Kaiser first bought a somewhat rundown hotel next to Waikiki beach. Within four months he had ripped down the hotel, put up in its place 24 hotel bungalows, three swimming pools, a nightclub and bar. To be sure that his new toy was authentic, he used Polynesian architecture and decor (tiki gods.
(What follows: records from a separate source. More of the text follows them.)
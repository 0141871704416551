//! Statistics over a generated G-code program.
//!
//! Walks the emitted text and accumulates move counts, travelled distances
//! and a feed-rate-based duration estimate. Used by the CLI to report what a
//! job will cost before it is sent to a machine.

use carvekit_geom::Pt3;

/// Aggregate statistics for one G-code program.
#[derive(Debug, Clone, Default, PartialEq)]
pub struct ProgramStats {
    /// Total number of instruction lines.
    pub lines: usize,
    /// Rapid (G0) moves.
    pub rapid_moves: usize,
    /// Linear cutting (G1) moves.
    pub cutting_moves: usize,
    /// Arc (G2/G3) moves.
    pub arc_moves: usize,
    /// Distance covered by rapids, in mm.
    pub rapid_distance: f64,
    /// Distance covered at feed rate, in mm. Arcs contribute their chord.
    pub cutting_distance: f64,
    /// Deepest commanded Z, in mm.
    pub min_z: f64,
    /// Estimated machining time in seconds, from feed rates; rapids are
    /// assumed instantaneous.
    pub estimated_seconds: f64,
}

impl ProgramStats {
    /// Computes statistics for a program, starting from the machine origin.
    pub fn from_gcode(gcode: &str) -> Self {
        let mut stats = ProgramStats::default();
        let mut pos = Pt3::new(0.0, 0.0, 0.0);
        let mut feed_rate = 0.0;

        for line in gcode.lines() {
            if line.is_empty() {
                continue;
            }
            stats.lines += 1;

            let mut words = line.split_whitespace();
            let Some(command) = words.next() else {
                continue;
            };

            let mut target = pos;
            for word in words {
                let (letter, value) = word.split_at(1);
                let Ok(value) = value.parse::<f64>() else {
                    continue;
                };
                match letter {
                    "X" => target.x = value,
                    "Y" => target.y = value,
                    "Z" => target.z = value,
                    "F" => feed_rate = value,
                    _ => {}
                }
            }

            match command {
                "G0" => {
                    let dist = (target - pos).length();
                    stats.rapid_moves += 1;
                    stats.rapid_distance += dist;
                }
                "G1" | "G2" | "G3" => {
                    let dist = (target - pos).length();
                    if command == "G1" {
                        stats.cutting_moves += 1;
                    } else {
                        stats.arc_moves += 1;
                    }
                    stats.cutting_distance += dist;
                    if feed_rate > 0.0 {
                        stats.estimated_seconds += dist / feed_rate * 60.0;
                    }
                }
                // Homing and modal words do not move the tool in a way the
                // estimate cares about.
                _ => continue,
            }

            pos = target;
            stats.min_z = stats.min_z.min(pos.z);
        }

        stats
    }

    /// Total travelled distance, in mm.
    pub fn total_distance(&self) -> f64 {
        self.rapid_distance + self.cutting_distance
    }
}
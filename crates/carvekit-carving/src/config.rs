//! Machining job configuration.
//!
//! All lengths are in millimetres, feed rates in mm/min. The configuration is
//! plain serialisable data; validation and sanitisation happen in
//! [`do_machining`](crate::do_machining).

use carvekit_geom::{ImageMode, Pt2, Size2};
use serde::{Deserialize, Serialize};

/// Cutter geometry.
#[derive(Debug, Clone, Copy, PartialEq, Eq, Serialize, Deserialize)]
#[serde(rename_all = "lowercase")]
pub enum ToolKind {
    /// Ball-nose cutter; tool contact is resolved against the relief mesh.
    Ball,
    /// Flat-end cutter. Declared for configuration completeness; the
    /// toolpath planner rejects it.
    Flat,
}

/// Which directions the raster carving covers, and in which order.
#[derive(Debug, Clone, Copy, PartialEq, Eq, Serialize, Deserialize)]
#[serde(rename_all = "snake_case")]
pub enum CarveMode {
    XOnly,
    YOnly,
    XThenY,
}

/// Which carving directions get a finishing pass.
#[derive(Debug, Clone, Copy, PartialEq, Eq, Serialize, Deserialize)]
#[serde(rename_all = "snake_case")]
pub enum FinishMode {
    FirstDirectionOnly,
    LastDirectionOnly,
    AllDirections,
}

/// The stock and the carving sub-rectangle within it.
#[derive(Debug, Clone, Serialize, Deserialize)]
pub struct MaterialConfig {
    /// Stock width and height.
    pub dim: Size2,
    /// Bottom-left corner of the carving rectangle, in material coordinates.
    pub carving_origin: Pt2,
    /// Carving rectangle dimensions.
    pub carving_dim: Size2,
    /// Stock thickness; the stock top surface sits at this Z.
    pub thickness: f64,
}

/// Tool parameters.
#[derive(Debug, Clone, Serialize, Deserialize)]
pub struct ToolConfig {
    pub kind: ToolKind,
    pub diameter: f64,
    pub horiz_feed_rate: f64,
    pub vert_feed_rate: f64,
    /// Maximum Z decrement per carving pass; must be positive.
    pub max_step_down: f64,
}

/// Height-map placement within the carving rectangle.
#[derive(Debug, Clone, Serialize, Deserialize)]
pub struct HeightMapConfig {
    pub mode: ImageMode,
    pub mirror_x: bool,
    pub mirror_y: bool,
}

impl Default for HeightMapConfig {
    fn default() -> Self {
        Self {
            mode: ImageMode::Fill,
            mirror_x: false,
            mirror_y: false,
        }
    }
}

/// Optional full-depth finishing pass with a tighter step-over.
#[derive(Debug, Clone, Serialize, Deserialize)]
pub struct FinishingConfig {
    pub enabled: bool,
    /// Step-over fraction for the finishing pass; rejected outside
    /// `[0.01, 1.0)` and ignored when within 0.02 of the main step-over.
    pub step_fraction: f64,
    pub mode: FinishMode,
    pub horiz_feed_rate: f64,
}

impl Default for FinishingConfig {
    fn default() -> Self {
        Self {
            enabled: false,
            step_fraction: 0.5,
            mode: FinishMode::FirstDirectionOnly,
            horiz_feed_rate: 750.0,
        }
    }
}

/// Carving strategy parameters.
#[derive(Debug, Clone, Serialize, Deserialize)]
pub struct CarvingConfig {
    pub height_map: HeightMapConfig,
    pub tool: ToolConfig,
    /// Absolute Z carved for white samples.
    pub top_z: f64,
    /// Absolute Z carved for black samples.
    pub bottom_z: f64,
    /// Fraction of the tool diameter between adjacent runs; clamped to
    /// `[0.05, 1.0]`.
    pub step_over_fraction: f64,
    pub mode: CarveMode,
    pub finishing: FinishingConfig,
}

/// Complete configuration for one machining job.
#[derive(Debug, Clone, Serialize, Deserialize)]
pub struct MachiningConfig {
    pub material: MaterialConfig,
    pub carving: CarvingConfig,
}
Hawaiian and Oriental furnishings, yards of tapa cloth, thousands of sea shells), had a Samoan Mormon colony thatch the bungalow roofs by hand.

Dec. 16, 1966: On to the Outer Island - Tourism in Hawaii

..as he sits sipping a mai tai (assorted rums, lime, sugar and pineapple), served by a statuesque dark-haired wahine in a billowing muu muu with a blood-red anthurium in her hair.

May 25, 1959: Pop Records - "Quiet Village" Martin Denny review

Aug. 17, 1962: Mood Merchant - Arthur Lyman

May 19, 1961: Spoiled Spinster - Looks like an awful Shirley MacClaine movie "Two Loves"

Shirley is really a marm—a frustrated, febrile virgin teaching a grist of young Maoris in New Zealand..the film has the artsy-craftsy exotica of Trader Vic's.

Feb. 10, 1961: Under the Bam, the Boo - MGM shoots a film in Tahiti

One studio technician, armed with crates of thin, circular, skin-colored pads, is the ultimate in Hollywood specialists; every day he sees to it that roughly 1,500 bosoms are covered so skillfully that they look uncovered, presumably satisfying both censors and audiences. ... MGM's 105-man crew ... has spread itself out in grass shacks along a ten-mile stretch of coastline, where some are so content that they may remain forever.

G

On 2008-01-15 06:20, Xndr du Sauvage wrote:
One studio technician, armed with crates of thin, circular, skin-colored pads, is the ultimate in Hollywood specialists; every day he sees to it that roughly 1,500 bosoms are covered so skillfully that they look uncovered, presumably satisfying both censors and audiences.

Sigh... They just don't make jobs like they used to.